Collection entries
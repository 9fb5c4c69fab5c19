//! PKCE (Proof Key for Code Exchange) and random state generation utilities.

use base64::{Engine as _, engine::general_purpose::URL_SAFE_NO_PAD};
use rand::{RngCore as _, rngs::OsRng};
use sha2::{Digest, Sha256};
use std::fmt;

/// A PKCE verifier and its S256 challenge. Lives for one login attempt.
#[derive(Clone, PartialEq, Eq)]
pub struct PkceChallenge {
    pub verifier: String,
    pub challenge: String,
}

impl PkceChallenge {
    /// Generates a fresh pair from 32 CSPRNG bytes.
    #[must_use]
    pub fn generate() -> Self {
        let mut bytes = [0u8; 32];
        OsRng.fill_bytes(&mut bytes);
        let verifier = URL_SAFE_NO_PAD.encode(bytes);
        let challenge = challenge_for(&verifier);
        Self {
            verifier,
            challenge,
        }
    }
}

impl fmt::Debug for PkceChallenge {
    fn fmt(&self, f: &mut fmt::Formatter<'_>) -> fmt::Result {
        f.debug_struct("PkceChallenge")
            .field("challenge", &self.challenge)
            .finish_non_exhaustive()
    }
}

/// `base64url(SHA256(verifier))` without padding.
#[must_use]
pub fn challenge_for(verifier: &str) -> String {
    URL_SAFE_NO_PAD.encode(Sha256::digest(verifier.as_bytes()))
}

/// Generate a random `state` parameter (32 lowercase hex chars).
#[must_use]
pub fn random_state() -> String {
    let mut bytes = [0u8; 16];
    OsRng.fill_bytes(&mut bytes);
    hex::encode(bytes)
}
//! Structural and temporal validation of bearer JWTs carrying a rotating token.
//!
//! Signatures are not verified: the identity provider does that when the
//! rotating token is exchanged.

use base64::{Engine as _, engine::general_purpose::URL_SAFE_NO_PAD};
use keygate_types::{GatewayError, Result, unix_now};
use serde_json::{Map, Value};

/// Claim holding the rotating token unless configured otherwise.
pub const DEFAULT_ROTATING_CLAIM: &str = "rotating_token";

/// Claims of a validated bearer JWT.
#[derive(Debug, Clone, PartialEq)]
pub struct JwtClaims {
    pub subject: Option<String>,
    pub expires_at: u64,
    pub not_before: Option<u64>,
    pub rotating_token: String,
    /// Every other claim, untouched.
    pub extra: Map<String, Value>,
}

fn invalid(reason: impl Into<String>) -> GatewayError {
    GatewayError::InvalidJwt(reason.into())
}

fn decode_segment(segment: &str, name: &str) -> Result<Map<String, Value>> {
    let bytes = URL_SAFE_NO_PAD
        .decode(segment.trim_end_matches('='))
        .map_err(|e| invalid(format!("{name} is not base64url: {e}")))?;
    match serde_json::from_slice(&bytes) {
        Ok(Value::Object(map)) => Ok(map),
        Ok(_) => Err(invalid(format!("{name} is not a JSON object"))),
        Err(e) => Err(invalid(format!("{name} is not JSON: {e}"))),
    }
}

#[allow(clippy::cast_possible_truncation, clippy::cast_sign_loss)]
fn numeric_claim(claims: &Map<String, Value>, name: &str) -> Result<Option<u64>> {
    match claims.get(name) {
        None | Some(Value::Null) => Ok(None),
        Some(v) => v
            .as_u64()
            .or_else(|| v.as_f64().filter(|f| *f >= 0.0).map(|f| f as u64))
            .map(Some)
            .ok_or_else(|| invalid(format!("'{name}' is not a numeric date"))),
    }
}

/// Parses and validates `jwt` against the current time.
///
/// # Errors
///
/// Returns [`GatewayError::InvalidJwt`] if the token is not three base64url
/// JSON segments, is expired, is not yet valid, or lacks a non-empty
/// `rotating_claim`.
pub fn parse_token(jwt: &str, rotating_claim: &str) -> Result<JwtClaims> {
    parse_token_at(jwt, rotating_claim, unix_now())
}

/// [`parse_token`] with an explicit clock.
///
/// # Errors
///
/// See [`parse_token`].
pub fn parse_token_at(jwt: &str, rotating_claim: &str, now: u64) -> Result<JwtClaims> {
    let segments: Vec<&str> = jwt.trim().split('.').collect();
    let [header, payload, _signature] = segments.as_slice() else {
        return Err(invalid(format!(
            "expected 3 segments, found {}",
            segments.len()
        )));
    };
    decode_segment(header, "header")?;
    let mut claims = decode_segment(payload, "payload")?;

    let expires_at = numeric_claim(&claims, "exp")?.ok_or_else(|| invalid("missing 'exp'"))?;
    if expires_at <= now {
        return Err(invalid("token expired"));
    }
    let not_before = numeric_claim(&claims, "nbf")?;
    if not_before.is_some_and(|nbf| nbf > now) {
        return Err(invalid("token not yet valid"));
    }
    let rotating_token = match claims.remove(rotating_claim) {
        Some(Value::String(s)) if !s.is_empty() => s,
        _ => return Err(invalid(format!("missing '{rotating_claim}' claim"))),
    };
    let subject = match claims.remove("sub") {
        Some(Value::String(s)) => Some(s),
        _ => None,
    };
    claims.remove("exp");
    claims.remove("nbf");

    Ok(JwtClaims {
        subject,
        expires_at,
        not_before,
        rotating_token,
        extra: claims,
    })
}

/// Returns the rotating token of a valid JWT.
///
/// # Errors
///
/// See [`parse_token`].
pub fn extract_rotating_token(jwt: &str, rotating_claim: &str) -> Result<String> {
    parse_token(jwt, rotating_claim).map(|c| c.rotating_token)
}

### TO DO
Copy out exactly the lines that run from the one holding "segments.len()" through the end of the data above.

### RESULT OF THIS EXERCISE
            segments.len()
        )));
    };
    decode_segment(header, "header")?;
    let mut claims = decode_segment(payload, "payload")?;

    let expires_at = numeric_claim(&claims, "exp")?.ok_or_else(|| invalid("missing 'exp'"))?;
    if expires_at <= now {
        return Err(invalid("token expired"));
    }
    let not_before = numeric_claim(&claims, "nbf")?;
    if not_before.is_some_and(|nbf| nbf > now) {
        return Err(invalid("token not yet valid"));
    }
    let rotating_token = match claims.remove(rotating_claim) {
        Some(Value::String(s)) if !s.is_empty() => s,
        _ => return Err(invalid(format!("missing '{rotating_claim}' claim"))),
    };
    let subject = match claims.remove("sub") {
        Some(Value::String(s)) => Some(s),
        _ => None,
    };
    claims.remove("exp");
    claims.remove("nbf");

    Ok(JwtClaims {
        subject,
        expires_at,
        not_before,
        rotating_token,
        extra: claims,
    })
}

/// Returns the rotating token of a valid JWT.
///
/// # Errors
///
/// See [`parse_token`].
pub fn extract_rotating_token(jwt: &str, rotating_claim: &str) -> Result<String> {
    parse_token(jwt, rotating_claim).map(|c| c.rotating_token)
}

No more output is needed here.